I told my folks I want to fund my trips hereon, and they can buy the air tickets to show their support. During all these months of inactivity, I made sure my savings grew, and I can safely say I have enough to buy a new touring bike and ride it around the Pamirs! My 36-year-old Specialized Sequioa gave in last year, and I’ve been bikeless (I have an MTB but that won’t do the trick) for a while. I’ve had eyes on the Surly Long Haul Trucker for a few years, and it’s time the Surly came home. The big bossman is one of the world’s best touring bikes in the market, and it can go literally anywhere you want it to. Pure steel with tires that take you around the world, all at the cost of your legs–that’s the zenith of my materialistic desires.

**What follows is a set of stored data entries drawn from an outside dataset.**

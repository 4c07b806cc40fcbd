//! Route definitions for the DeployHub HTTP API.
//!
//! All routes are mounted under `/api`. The router receives `AppState` and
//! passes it to all handlers via Axum's `State` extractor.

use axum::{
    Router,
    extract::DefaultBodyLimit,
    middleware as axum_middleware,
    routing::{get, post},
};
use tower_http::compression::CompressionLayer;
use tower_http::trace::TraceLayer;

use crate::handlers;
use crate::middleware;
use crate::state::AppState;

/// Build the complete Axum router with all routes and middleware.
///
/// The request body limit comes from `storage.max_upload_size_bytes`, so
/// oversized uploads are rejected before they reach the service.
pub fn build_router(state: AppState) -> Router {
    let max_upload =
        usize::try_from(state.config.storage.max_upload_size_bytes).unwrap_or(usize::MAX);

    let api_routes = Router::new()
        .merge(deployment_routes())
        .merge(project_routes())
        .merge(health_routes());

    Router::new()
        .nest("/api", api_routes)
        .layer(DefaultBodyLimit::max(max_upload))
        .layer(CompressionLayer::new())
        .layer(TraceLayer::new_for_http())
        .layer(axum_middleware::from_fn(middleware::logging::request_logging))
        .with_state(state)
}

/// Upload and deployment reads
fn deployment_routes() -> Router<AppState> {
    Router::new()
        .route("/deployments", get(handlers::deployment::list))
        .route("/deployments/upload", post(handlers::deployment::upload))
        .route("/deployments/{id}", get(handlers::deployment::get))
}

/// Project CRUD
fn project_routes() -> Router<AppState> {
    Router::new()
        .route(
            "/projects",
            get(handlers::project::list).post(handlers::project::create),
        )
        .route(
            "/projects/{id}",
            get(handlers::project::get)
                .put(handlers::project::rename)
                .delete(handlers::project::delete),
        )
}

/// Health check
fn health_routes() -> Router<AppState> {
    Router::new().route("/health", get(handlers::health::health))
}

The reality is that I know I’m not ready, and don’t see myself good to go for a while. I’ve been hit by waves of depression over the last couple of years, and my mental health hasn’t been able to support my physical aspirations. A few weeks ago, I cycled to work after nearly 10 months of no action on the bike. The following weekend I strutted down to the trails for a quick spin. It’s a slow start, but definitely a small victory worth celebrating. The last tour I went on was in January 2017, that to to Gujarat. Pfft.
My counsellor suggested I affix my plans, set an itinerary, do my research, and mentally prepare myself for the journey. The very next day I ordered a Colin Thubron novel about his travels in Central Asia. I have my maps marked. My room reeks of alpine fernweh, an ache to travel to a distant place where I have to earn every kilometre I explore. That’s just the joy of cycling in the mountains, and don’t let any lazy rider tell you otherwise. This trip will be gruelling, both mentally and physically, but that adrenaline rush on the downhills or atop mountain passes is something I’m willing to burn every muscle and breath for.
Over 30 per cent of Kyrgyzstan is covered in snow, so just like in Ladakh or Spiti, the summer months are when I can have a go. It’s a while from now, but this blog needed to be put out there. I’ve put words to my dreams, now it’s time to put the feet on the pedals and drag myself up the Kyrgyz mountains!